BARRY’S BAY – A nurse at St. Francis Memorial Hospital is sharing in the Christmas spirit with Toronto’s homeless.
Lisa Hovinga has been a nurse for 33 years; she has spent 30 of those years working at the Barry’s Bay hospital.
She is a frequent visitor to Toronto and has seen firsthand the homelessness problem.
“When I go to Toronto, they are always on the street and begging for money,” she said. “Or, saying ‘I am hungry.’ You see their shoes torn or they are in their socked feet.”
While it would be rare to see someone sleeping on a park bench in a rural community, it’s a common occurrence in Toronto. Many of Toronto’s homeless are not from the city at all; they are from surrounding communities or even refugees from other countries.

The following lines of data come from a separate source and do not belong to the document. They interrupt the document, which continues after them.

//! Geopotential of a hydrostatic atmosphere on pressure levels.
//!
//! In pressure coordinates, hydrostatic balance for dry air reads
//! ```text
//!   ∂φ
//! ------ = -Rd T
//! ∂ ln p
//! ```
//! which is integrated outward from the surface, where the geopotential is
//! anchored to `g zs`. Starting at the surface (instead of the model top)
//! means the boundary condition holds exactly where it is physically known.
//!
//! Pressure levels are ordered from the ground up, i.e. strictly decreasing.
//! Levels with pressure above the surface pressure lie below ground; their
//! geopotential is obtained by integrating downward from the first level
//! above ground.
//!
//! ```
//! use ndarray as nd;
//! use vcolumn::{ constants::{ g, Rd }, hydrostatic::Column };
//!
//! let p: nd::Array1<f64> = nd::array![100000.0, 85000.0, 70000.0, 50000.0];
//! let t = nd::Array1::from_elem(4, 250.0);
//! let col = Column::new(t.view(), p.view(), 98000.0, 250.0).unwrap();
//! let phi = col.geopotential().unwrap();
//! let expected = g * 250.0 + Rd * 250.0 * (98000.0_f64 / 50000.0).ln();
//! assert!((phi[3] - expected).abs() < 1e-8);
//! ```

use ndarray as nd;
use tracing::{ debug, warn };
use crate::{
    Arr1,
    Arr2,
    Arr3,
    constants::{ g, Rd, T_min, geopotential_to_height },
    error::{ HydroError, LengthError },
    march::adams_moulton_variable,
    utils::{ map_indices, trapz },
};

pub type HydroResult<T> = Result<T, HydroError>;

/// Return `true` if `t` is a usable temperature.
pub fn is_valid_temperature(t: f64) -> bool { t.is_finite() && t > T_min }

/// Return the index of the first pressure level at or above the surface
/// (i.e. with `pressure[k] <= surface_pressure`), if any.
pub fn first_above_ground<S>(pressure: &Arr1<S>, surface_pressure: f64)
    -> Option<usize>
where S: nd::Data<Elem = f64>
{
    pressure.iter().position(|p| *p <= surface_pressure)
}

/// Build the terrain mask `β` for a set of surface pressures, shaped
/// `(surface_pressure.len(), pressure.len())`: 1 for levels above ground and
/// 0 below.
///
/// A level lying exactly at the surface pressure counts as above ground, in
/// agreement with [`first_above_ground`], so that every level the mask
/// admits is one that [`Column::geopotential`] integrates upward to.
pub fn terrain_mask<S, T>(pressure: &Arr1<S>, surface_pressure: &Arr1<T>)
    -> nd::Array2<f64>
where
    S: nd::Data<Elem = f64>,
    T: nd::Data<Elem = f64>,
{
    nd::Array2::from_shape_fn(
        (surface_pressure.len(), pressure.len()),
        |(i, k)| if pressure[k] <= surface_pressure[i] { 1.0 } else { 0.0 },
    )
}

/// Convert geopotential (m² s⁻²) to geopotential height (m).
pub fn geopotential_height<S, D>(phi: &nd::ArrayBase<S, D>) -> nd::Array<f64, D>
where
    S: nd::Data<Elem = f64>,
    D: nd::Dimension,
{
    phi.mapv(geopotential_to_height)
}

fn check_pressure<S>(pressure: &Arr1<S>) -> HydroResult<()>
where S: nd::Data<Elem = f64>
{
    if pressure.len() < 2 { return Err(HydroError::TooFewLevels(pressure.len())); }
    if let Some(k) = pressure.iter().position(|p| p.is_nan() || *p <= 0.0) {
        return Err(HydroError::BadPressure(k));
    }
    match pressure.iter().zip(pressure.iter().skip(1)).position(|(p, pn)| pn >= p) {
        Some(k) => Err(HydroError::BadPressure(k + 1)),
        None => Ok(()),
    }
}

// replace invalid samples by the nearest valid one (ties go to the lower
// index); also returns the number of replaced samples
fn fill_invalid<S>(temperature: &Arr1<S>, valid: &[usize])
    -> HydroResult<(nd::Array1<f64>, usize)>
where S: nd::Data<Elem = f64>
{
    if valid.is_empty() { return Err(HydroError::NoValidTemperature); }
    let mut replaced: usize = 0;
    let filled: nd::Array1<f64>
        = temperature.iter().enumerate()
        .map(|(k, t)| {
            if is_valid_temperature(*t) { return *t; }
            replaced += 1;
            let nearest
                = valid.iter().copied()
                .min_by_key(|j| (j.abs_diff(k), *j))
                .unwrap_or(k);
            temperature[nearest]
        })
        .collect();
    Ok((filled, replaced))
}

// march φ along one direction of the column; `f` and `lnp` start at the
// anchoring level
fn march(phi0: f64, f: nd::ArrayView1<f64>, lnp: nd::ArrayView1<f64>)
    -> HydroResult<nd::Array1<f64>>
{
    match f.len() {
        0 | 1 => Ok(nd::Array1::from_elem(f.len(), phi0)),
        2 => Ok(nd::array![phi0, phi0 + trapz(&lnp, &f)]),
        _ => Ok(adams_moulton_variable(phi0, &f, &lnp)?),
    }
}

/// A single atmospheric column.
///
/// Arrays are borrowed; the temperature and pressure arrays are guaranteed to
/// have the same length, and pressure levels are guaranteed to be positive
/// and strictly decreasing.
#[derive(Clone, Debug)]
pub struct Column<'a> {
    // temperature at pressure levels (K)
    temperature: nd::ArrayView1<'a, f64>,
    // pressure levels (Pa)
    pressure: nd::ArrayView1<'a, f64>,
    // surface pressure (Pa)
    surface_pressure: f64,
    // surface geopotential height (m)
    surface_height: f64,
    // surface air temperature (K), extrapolated if missing
    surface_temperature: Option<f64>,
}

impl<'a> Column<'a> {
    /// Create a new `Column` without a known surface temperature.
    ///
    /// At least two pressure levels are required.
    pub fn new(
        temperature: nd::ArrayView1<'a, f64>,
        pressure: nd::ArrayView1<'a, f64>,
        surface_pressure: f64,
        surface_height: f64,
    ) -> HydroResult<Self>
    {
        LengthError::check(&temperature, &pressure)?;
        check_pressure(&pressure)?;
        Ok(Self {
            temperature,
            pressure,
            surface_pressure,
            surface_height,
            surface_temperature: None,
        })
    }

    /// Set the surface air temperature. Invalid values (NaN or below the
    /// minimum physical temperature) are ignored in favor of extrapolation.
    pub fn with_surface_temperature(mut self, surface_temperature: f64) -> Self {
        self.surface_temperature = Some(surface_temperature);
        self
    }

    /// Get a reference to the temperature array.
    pub fn get_temperature(&self) -> &nd::ArrayView1<'a, f64> { &self.temperature }

    /// Get a reference to the pressure array.
    pub fn get_pressure(&self) -> &nd::ArrayView1<'a, f64> { &self.pressure }

    /// Get the number of pressure levels.
    #[allow(clippy::len_without_is_empty)]
    pub fn len(&self) -> usize { self.pressure.len() }

    /// Index of the first level above ground.
    pub fn surface_index(&self) -> HydroResult<usize> {
        first_above_ground(&self.pressure, self.surface_pressure)
            .ok_or_else(|| HydroError::SurfaceAboveTop {
                ps: self.surface_pressure,
                ptop: self.pressure[self.pressure.len() - 1],
            })
    }

    fn valid_levels(&self) -> Vec<usize> {
        self.temperature.iter().enumerate()
            .filter(|(_, t)| is_valid_temperature(**t))
            .map(|(k, _)| k)
            .collect()
    }

    // linear in ln p through levels `a` and `b`, evaluated at the surface
    fn log_linear(&self, a: usize, b: usize) -> f64 {
        let (ta, tb) = (self.temperature[a], self.temperature[b]);
        let (la, lb) = (self.pressure[a].ln(), self.pressure[b].ln());
        ta + (tb - ta) * (self.surface_pressure.ln() - la) / (lb - la)
    }

    /// Return the surface air temperature, extrapolating it from the valid
    /// levels nearest to the surface if it was not given.
    ///
    /// The extrapolation is linear in `ln p` between the valid levels
    /// bracketing the surface pressure. If the surface lies below the lowest
    /// (or above the highest) valid level, the two nearest valid levels on
    /// the available side are used, and a single valid level is used as is.
    pub fn surface_temperature(&self) -> HydroResult<f64> {
        match self.surface_temperature {
            Some(ts) if is_valid_temperature(ts) => return Ok(ts),
            Some(ts) => {
                warn!(ts, "hydrostatic: invalid surface temperature; extrapolating");
            },
            None => { },
        }
        let kn = self.surface_index()?;
        let valid = self.valid_levels();
        let upper: Vec<usize> = valid.iter().copied().filter(|k| *k >= kn).collect();
        let lower: Vec<usize> = valid.iter().copied().filter(|k| *k < kn).collect();
        let pair = match (lower.last(), upper.first()) {
            (Some(&l), Some(&u)) => Some((l, u)),
            (None, Some(&u)) => upper.get(1).map(|&u2| (u, u2)),
            (Some(&l), None) => lower.iter().rev().nth(1).map(|&l2| (l2, l)),
            (None, None) => return Err(HydroError::NoValidTemperature),
        };
        match pair {
            Some((a, b)) => Ok(self.log_linear(a, b)),
            None => {
                let k = valid[0];
                warn!(
                    index = k,
                    "hydrostatic: single valid temperature; using it at the surface"
                );
                Ok(self.temperature[k])
            },
        }
    }

    /// Compute the geopotential (m² s⁻²) at every pressure level.
    pub fn geopotential(&self) -> HydroResult<nd::Array1<f64>> {
        let np = self.len();
        let kn = self.surface_index()?;
        let valid = self.valid_levels();
        let (temperature, replaced) = fill_invalid(&self.temperature, &valid)?;
        if replaced > 0 {
            let above = (kn..np)
                .filter(|k| !is_valid_temperature(self.temperature[*k]))
                .count();
            if above > 0 {
                warn!(
                    replaced,
                    above_ground = above,
                    "hydrostatic: replaced invalid temperatures by nearest valid samples"
                );
            } else {
                debug!(replaced, "hydrostatic: filled below-ground temperatures");
            }
        }
        let ts = self.surface_temperature()?;

        let lnp = self.pressure.mapv(f64::ln);
        let f = temperature.mapv(|t| -Rd * t);
        let mut phi: nd::Array1<f64> = nd::Array1::zeros(np);
        let phi_kn
            = g * self.surface_height
            + Rd * (ts + temperature[kn]) / 2.0
            * (self.surface_pressure.ln() - lnp[kn]);

        let up = march(phi_kn, f.slice(nd::s![kn..]), lnp.slice(nd::s![kn..]))?;
        phi.slice_mut(nd::s![kn..]).assign(&up);
        if kn > 0 {
            let down = march(
                phi_kn,
                f.slice(nd::s![..=kn;-1]),
                lnp.slice(nd::s![..=kn;-1]),
            )?;
            phi.slice_mut(nd::s![..=kn;-1]).assign(&down);
        }
        Ok(phi)
    }

    /// Compute the geopotential height (m) at every pressure level.
    pub fn geopotential_height(&self) -> HydroResult<nd::Array1<f64>> {
        self.geopotential().map(|phi| geopotential_height(&phi))
    }
}

/// Compute geopotential for a batch of columns.
///
/// `temperature` is shaped `(nt, ns, np)`, where `nt` indexes e.g. time,
/// `ns` horizontal points, and `np` pressure levels; `surface_height` and
/// `surface_pressure` have length `ns`, and `surface_temperature`, if given,
/// is shaped `(nt, ns)`. Columns are processed independently (in parallel
/// with the `parallel` feature).
pub fn geopotential<S, T, U, V, W>(
    temperature: &Arr3<S>,
    pressure: &Arr1<T>,
    surface_height: &Arr1<U>,
    surface_pressure: &Arr1<V>,
    surface_temperature: Option<&Arr2<W>>,
) -> HydroResult<nd::Array3<f64>>
where
    S: nd::Data<Elem = f64> + Sync,
    T: nd::Data<Elem = f64> + Sync,
    U: nd::Data<Elem = f64> + Sync,
    V: nd::Data<Elem = f64> + Sync,
    W: nd::Data<Elem = f64> + Sync,
{
    let nt = temperature.shape()[0];
    let ns = surface_height.len();
    let np = pressure.len();
    LengthError::check(surface_height, surface_pressure)?;
    HydroError::check_shape(temperature.shape(), &[nt, ns, np])?;
    if let Some(ts) = surface_temperature {
        HydroError::check_shape(ts.shape(), &[nt, ns])?;
    }
    check_pressure(pressure)?;

    let profiles: Vec<nd::Array1<f64>>
        = map_indices(nt * ns, |idx| {
            let (it, is) = (idx / ns, idx % ns);
            let col = Column {
                temperature: temperature.slice(nd::s![it, is, ..]),
                pressure: pressure.view(),
                surface_pressure: surface_pressure[is],
                surface_height: surface_height[is],
                surface_temperature: surface_temperature.map(|ts| ts[[it, is]]),
            };
            col.geopotential()
        })?;
    let mut phi: nd::Array3<f64> = nd::Array3::zeros((nt, ns, np));
    for (idx, profile) in profiles.into_iter().enumerate() {
        phi.slice_mut(nd::s![idx / ns, idx % ns, ..]).assign(&profile);
    }
    Ok(phi)
}
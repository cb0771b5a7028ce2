//! Adams-Moulton marching for first-order equations with a known right-hand
//! side.
//!
//! Both integrators solve
//! ```text
//! dy
//! -- = f(s),   y(s[0]) = y0
//! ds
//! ```
//! where `f` is sampled on the same grid as the solution. Since `f` does not
//! depend on `y`, the implicit Adams-Moulton formulas can be evaluated
//! directly without any corrector iterations.

use ndarray as nd;
use crate::{
    Arr1,
    error::{ LengthError, MarchError },
    utils::array_diff,
};

pub type MarchResult<T> = Result<T, MarchError>;

// the last three samples of f, oldest first
#[derive(Copy, Clone, Debug)]
struct Window(f64, f64, f64);

impl Window {
    fn push(&mut self, val: f64) { self.0 = self.1; self.1 = self.2; self.2 = val; }
}

fn check_points(n: usize) -> MarchResult<()> {
    (n >= 3).then_some(()).ok_or(MarchError::TooFewPoints(n))
}

/// Integrate `f`, sampled with uniform spacing `ds`, from the initial value
/// `y0` using the fourth-order Adams-Moulton scheme.
///
/// The first two steps are taken with the trapezoid rule and the
/// third-order Adams-Moulton formula, respectively:
/// ```text
/// y[1] = y[0] + ds (f[1] + f[0]) / 2
/// y[2] = y[1] + ds (5 f[2] + 8 f[1] - f[0]) / 12
/// y[k + 1] = y[k] + ds (9 f[k + 1] + 19 f[k] - 5 f[k - 1] + f[k - 2]) / 24
/// ```
/// `ds` may be negative to march in the direction of decreasing coordinate.
pub fn adams_moulton_fixed<S>(y0: f64, f: &Arr1<S>, ds: f64)
    -> MarchResult<nd::Array1<f64>>
where S: nd::Data<Elem = f64>
{
    let n = f.len();
    check_points(n)?;
    if ds == 0.0 { return Err(MarchError::ZeroStep(0)); }
    let mut y: nd::Array1<f64> = nd::Array1::zeros(n);
    y[0] = y0;
    y[1] = y[0] + ds * (f[1] + f[0]) / 2.0;
    y[2] = y[1] + ds * (5.0 * f[2] + 8.0 * f[1] - f[0]) / 12.0;
    let mut fprev = Window(f[0], f[1], f[2]);
    for k in 2..n - 1 {
        let fnext = f[k + 1];
        y[k + 1] = y[k] + ds * (
            9.0 * fnext + 19.0 * fprev.2 - 5.0 * fprev.1 + fprev.0
        ) / 24.0;
        fprev.push(fnext);
    }
    Ok(y)
}

/// Integrate `f`, sampled at the (possibly irregular) coordinates `s`, from
/// the initial value `y0` using the variable-step third-order Adams-Moulton
/// scheme.
///
/// After a trapezoid first step, each step uses coefficients built from the
/// local step `h = s[k + 1] - s[k]` and the previous step
/// `hp = s[k] - s[k - 1]`:
/// ```text
/// c1 = h (2h + 3hp) / (6 (h + hp))
/// c2 = h (h + 3hp) / (6 hp)
/// c3 = -h³ / (6 hp (h + hp))
/// y[k + 1] = y[k] + c1 f[k + 1] + c2 f[k] + c3 f[k - 1]
/// ```
/// which reduces to `(5, 8, -1) h / 12` on a uniform grid. `s` may be
/// decreasing.
pub fn adams_moulton_variable<S, T>(y0: f64, f: &Arr1<S>, s: &Arr1<T>)
    -> MarchResult<nd::Array1<f64>>
where
    S: nd::Data<Elem = f64>,
    T: nd::Data<Elem = f64>,
{
    LengthError::check(f, s)?;
    let n = f.len();
    check_points(n)?;
    let ds = array_diff(s);
    if let Some(k) = ds.iter().position(|dk| *dk == 0.0) {
        return Err(MarchError::ZeroStep(k));
    }
    let mut y: nd::Array1<f64> = nd::Array1::zeros(n);
    y[0] = y0;
    y[1] = y[0] + ds[0] * (f[1] + f[0]) / 2.0;
    for k in 1..n - 1 {
        let h = ds[k];
        let hp = ds[k - 1];
        let c1 = h * (2.0 * h + 3.0 * hp) / (6.0 * (h + hp));
        let c2 = h * (h + 3.0 * hp) / (6.0 * hp);
        let c3 = -h.powi(3) / (6.0 * hp * (h + hp));
        y[k + 1] = y[k] + c1 * f[k + 1] + c2 * f[k] + c3 * f[k - 1];
    }
    Ok(y)
}

#[cfg(test)]
mod tests {
    use super::*;
    use approx::assert_relative_eq;

    #[test]
    fn fixed_step_is_exact_for_cubics() {
        // 4th-order AM is exact once the start-up steps are; those are exact
        // up to linear (trapezoid) and quadratic (AM3) f
        let s: nd::Array1<f64> = nd::Array1::linspace(0.0, 2.0, 21);
        let f = s.mapv(|sk| 1.0 - 2.0 * sk);
        let y = adams_moulton_fixed(3.0, &f, 0.1).unwrap();
        y.iter().zip(&s)
            .for_each(|(yk, sk)| {
                assert_relative_eq!(*yk, 3.0 + sk - sk * sk, epsilon = 1e-12)
            });
    }

    #[test]
    fn fixed_step_fourth_order() {
        let err = |n: usize| {
            let s: nd::Array1<f64> = nd::Array1::linspace(0.0, 1.0, n);
            let f = s.mapv(f64::cos);
            let y = adams_moulton_fixed(0.0, &f, s[1] - s[0]).unwrap();
            (y[n - 1] - 1.0_f64.sin()).abs()
        };
        // the trapezoid start contributes a single O(ds³) local error, which
        // still dominates at moderate resolution
        let rate = (err(41) / err(81)).log2();
        assert!(rate > 2.8, "observed rate {rate}");
    }

    #[test]
    fn variable_step_third_order() {
        let err = |n: usize| {
            // geometrically stretched grid
            let s: nd::Array1<f64>
                = (0..n).map(|k| ((k as f64 / (n - 1) as f64) * 1.5).exp() - 1.0)
                .collect();
            let f = s.mapv(|sk| (2.0 * sk).cos());
            let y = adams_moulton_variable(1.0, &f, &s).unwrap();
            (y[n - 1] - 1.0 - (2.0 * s[n - 1]).sin() / 2.0).abs()
        };
        let rate = (err(41) / err(81)).log2();
        assert!(rate > 2.7, "observed rate {rate}");
    }

    #[test]
    fn schemes_agree_on_uniform_grid() {
        let n = 101;
        let s: nd::Array1<f64> = nd::Array1::linspace(0.0, 1.0, n);
        let ds = s[1] - s[0];
        let f = s.mapv(|sk| sk.exp() * sk.sin());
        let yf = adams_moulton_fixed(0.5, &f, ds).unwrap();
        let yv = adams_moulton_variable(0.5, &f, &s).unwrap();
        yf.iter().zip(&yv)
            .for_each(|(a, b)| assert_relative_eq!(*a, *b, epsilon = ds * ds));
    }

    #[test]
    fn decreasing_coordinates() {
        let s: nd::Array1<f64> = nd::Array1::linspace(1.0, 0.0, 11);
        let f = nd::Array1::from_elem(11, 2.0);
        let y = adams_moulton_variable(0.0, &f, &s).unwrap();
        assert_relative_eq!(y[10], -2.0, epsilon = 1e-12);
        let y = adams_moulton_fixed(0.0, &f, -0.1).unwrap();
        assert_relative_eq!(y[10], -2.0, epsilon = 1e-12);
    }

    #[test]
    fn preconditions() {
        let f = nd::array![1.0, 2.0];
        assert!(matches!(
            adams_moulton_fixed(0.0, &f, 0.1),
            Err(MarchError::TooFewPoints(2)),
        ));
        let f = nd::array![1.0, 2.0, 3.0];
        assert!(matches!(
            adams_moulton_variable(0.0, &f, &nd::array![0.0, 1.0, 1.0]),
            Err(MarchError::ZeroStep(1)),
        ));
        assert!(matches!(
            adams_moulton_variable(0.0, &f, &nd::array![0.0, 1.0]),
            Err(MarchError::Length(_)),
        ));
    }
}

According to the City of Toronto, 16,000 unique individuals used the city-administered emergency shelter system in 2016. That’s four times the population of the Madawaska Valley.
“I don’t know how they survive,” Hovinga said. “It was snowing the one night we were there.”
One person was ‘fortunate’ enough to own a tent.
“They were sleeping in a tent on a grate,” she said. “Normally it was cardboard boxes and they are huddled together in sleeping bags. They are on every corner, every little alcove, every heating grate. There is someone laying there in a sleeping bag, covered with cardboard boxes, begging for change or something to eat. They are cold, they are hungry.”
Hovinga, who has also volunteered her time caring for the poor in Haiti, wanted to do something about what she saw on Toronto’s streets.